[Faith-Talk] An Inspiring Letter

Chris Nusbaum cnusbaumnfb at gmail.com
Sat Nov 14 20:40:46 UTC 2020


Hi Friends,

If you were at our membership call about ministering through music, you will remember that a question was raised about how to deal with those who want to pray over us without our request for the "healing" of our blindness. The resulting discussion brought to us profound (and I believe Spirit-led) infights, particularly from Tom Anderson and Linda Mentink. After Thursday's call, I continued to reflect on and pray about this subject, and I was referred by a friend to an article from the April 1980 issue of the Braille Monitor. This article contains a reprinting of a letter which Barbara Pierce wrote to the editors of Guideposts, a well-known Christian magazine that many of you are probably familiar with. Because of the thoughtfulness of Barbara's letter, as well as the way in which she melds together NFB philosophy and her Christian faith, I was deeply moved as I read and I thought I should share it with all of you. I hope reading this will be as much of a blessing to you as it has been to me.

Blessings,  

Chris Nusbaum

To The Editors of Guideposts Magazine 

Dear Friends: 

I am writing to you out of my distress at reading the article in the December issue of Guideposts, "The Woman Who Dared Not Cry," written by Charlotte Sanford. It is not my intention to try to change editorial decisions. That would be futile. My hope is rather that several people on your staff will read my letter and that my point of view will be incorporated into their understanding of blindness and therefore into their attitude toward future pieces that may be submitted. 

Let me begin by saying that tears came to my eyes as I read the woman's description of seeing her children. I am delighted that, wanting her sight so badly, she did receive it. I have searched myself as thoroughly as I can, and I find not one scrap of envy that she now has vision, and I do not. 

And yet there was a time when reading that article would have left me depressed for days, not because it happened to her and not me, but because of the very clear attitude which the article conveys that to be blind is somehow to be diminished, second rate, less adequate. Without doubt the author felt herself to be all these things as a blind woman. That is a fact, clearly expressed in almost every sentence. This is unfortunate and unnecessary, but there is nothing to be done about it. The depressing problem facing me and all other responsible blind people is that her attitude is shared by almost the whole sighted public, and articles like hers reinforce the fear, prejudice, and inadvertent discrimination which arise from such an attitude. People think, without even knowing that they are thinking it, "There is a blind woman talking about blindness, and she should know what she is talking about. Being blind must be every bit as bad as I always thought it would be." 

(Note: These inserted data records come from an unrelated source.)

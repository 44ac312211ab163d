pub mod loader;
pub mod schema;

pub use loader::{load_config, load_config_from_str};
pub use schema::{
    Config, ConversionConfig, LogFormat, ParquetCompression, RetryConfig, S3Config, WatchConfig,
};

use std::path::PathBuf;

/// Returns the default config location: `~/.sluice/config.json`.
pub fn default_config_path() -> Option<PathBuf> {
    dirs::home_dir().map(|h| h.join(".sluice").join("config.json"))
}
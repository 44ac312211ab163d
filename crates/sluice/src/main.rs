use std::path::PathBuf;
use std::process::ExitCode;
use std::sync::atomic::{AtomicBool, Ordering};
use std::sync::Arc;

use tracing::{error, info, warn};

use sluice::config::{default_config_path, load_config, Config};
use sluice::db::default_database_path;
use sluice::error::{ConfigError, SluiceError};
use sluice::logging::init_logging;
use sluice::sanitize;
use sluice::store::{ObjectStore, S3ObjectStore};
use sluice::worker::{DirectoryScanner, Orchestrator, OrchestratorOptions};
use sluice::{FilePipeline, ProgressLedger, RecoveryCoordinator};

fn main() -> ExitCode {
    let Some(config_path) = resolve_config_path() else {
        eprintln!("No config file given: pass a path or set SLUICE_CONFIG");
        return ExitCode::FAILURE;
    };

    let config = match load_config(&config_path) {
        Ok(config) => config,
        Err(e) => {
            eprintln!("{}", e);
            return ExitCode::FAILURE;
        }
    };

    if let Err(e) = init_logging(config.log_format) {
        eprintln!("{}", e);
        return ExitCode::FAILURE;
    }

    info!(
        version = env!("CARGO_PKG_VERSION"),
        config = %sanitize::redact_path(&config_path),
        "Starting sluice"
    );

    let runtime = match tokio::runtime::Builder::new_multi_thread()
        .enable_all()
        .build()
    {
        Ok(runtime) => runtime,
        Err(e) => {
            error!(error = %e, "Failed to start async runtime");
            return ExitCode::FAILURE;
        }
    };

    match runtime.block_on(run(config)) {
        Ok(()) => ExitCode::SUCCESS,
        Err(e) => {
            error!(error = %e, "Stopped after a fatal error");
            ExitCode::FAILURE
        }
    }
}

fn resolve_config_path() -> Option<PathBuf> {
    std::env::args_os()
        .nth(1)
        .map(PathBuf::from)
        .or_else(|| std::env::var_os("SLUICE_CONFIG").map(PathBuf::from))
        .or_else(default_config_path)
}

async fn run(config: Config) -> Result<(), SluiceError> {
    let db_path = config
        .database_path
        .clone()
        .or_else(default_database_path)
        .ok_or_else(|| ConfigError::Validation {
            message: "Cannot determine a database path; set database_path".to_string(),
        })?;
    let ledger = ProgressLedger::open(&db_path)?;

    let store: Arc<dyn ObjectStore> = Arc::new(S3ObjectStore::connect(&config.s3).await?);
    let pipeline = FilePipeline::from_config(&config, ledger, store);

    // Nothing is accepted until local and remote state agree.
    RecoveryCoordinator::new(pipeline.ledger().clone(), pipeline.uploader().clone())
        .run()
        .await?;

    let scanner = DirectoryScanner::from_config(&config)?;
    let mut orchestrator = Orchestrator::new(
        Arc::new(pipeline),
        OrchestratorOptions::from_config(&config),
    );
    let sender = orchestrator.start()?;

    let (interrupt_tx, mut interrupt_rx) = tokio::sync::mpsc::unbounded_channel();
    if let Err(e) = ctrlc::set_handler(move || {
        let _ = interrupt_tx.send(());
    }) {
        warn!(error = %e, "Failed to install Ctrl-C handler");
    }

    let watch_shutdown = Arc::new(AtomicBool::new(false));
    let detector = {
        let shutdown = Arc::clone(&watch_shutdown);
        let scan_on_start = config.watch.scan_on_start;
        std::thread::spawn(move || {
            if scan_on_start {
                info!("Performing initial scan...");
                match scanner.scan() {
                    Ok(found) => {
                        for event in found {
                            if let Err(e) = sender.blocking_send(event) {
                                warn!(error = %e, "Initial scan interrupted");
                                return;
                            }
                        }
                    }
                    Err(e) => error!(error = %e, "Initial scan failed"),
                }
            }
            if let Err(e) = scanner.watch(sender, shutdown) {
                error!(error = %e, "Watcher stopped");
            }
        })
    };

    let mut stop_signal = orchestrator.shutdown_signal();
    tokio::select! {
        _ = interrupt_rx.recv() => info!("Interrupt received, shutting down"),
        _ = stop_signal.wait_for(|stopping| *stopping) => warn!("Orchestrator requested shutdown"),
    }

    watch_shutdown.store(true, Ordering::Relaxed);
    let report = orchestrator.stop(config.shutdown_grace()).await;

    if tokio::task::spawn_blocking(move || detector.join())
        .await
        .map_or(true, |joined| joined.is_err())
    {
        warn!("Detector thread panicked");
    }

    info!(
        drained = report.drained,
        aborted = report.aborted.len(),
        dropped = report.dropped,
        "Shutdown complete"
    );

    match report.fatal {
        Some(fatal) => Err(fatal.into()),
        None => Ok(()),
    }
}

Sixty-five percent of all blind people are above the age of fifty-five. Most of them spent the greater part of their lives as sighted people, reading articles like this one in which the only happy ending can be the regaining of the lost sight, and coming to the conclusion that blindness is a kind of living death which at best may be endured with God's grace. 

I am writing to tell you that it's not like that anymore, or at least it doesn't have to be. But in order to let you understand, I must tell you a little about myself. I lost my sight gradually through my childhood. My parents couldn't believe that God intended this thing to happen to a child, and they pursued every avenue that medical science or faith healing could offer. A child pays a heavy price during years of this sort of thing when the prayers seem not to be answered. I have come to the conclusion that God does heal in many ways, and I believe that He is capable of giving me sight this moment if that were in His plan for me. I would be delighted if it were. I think it is not. 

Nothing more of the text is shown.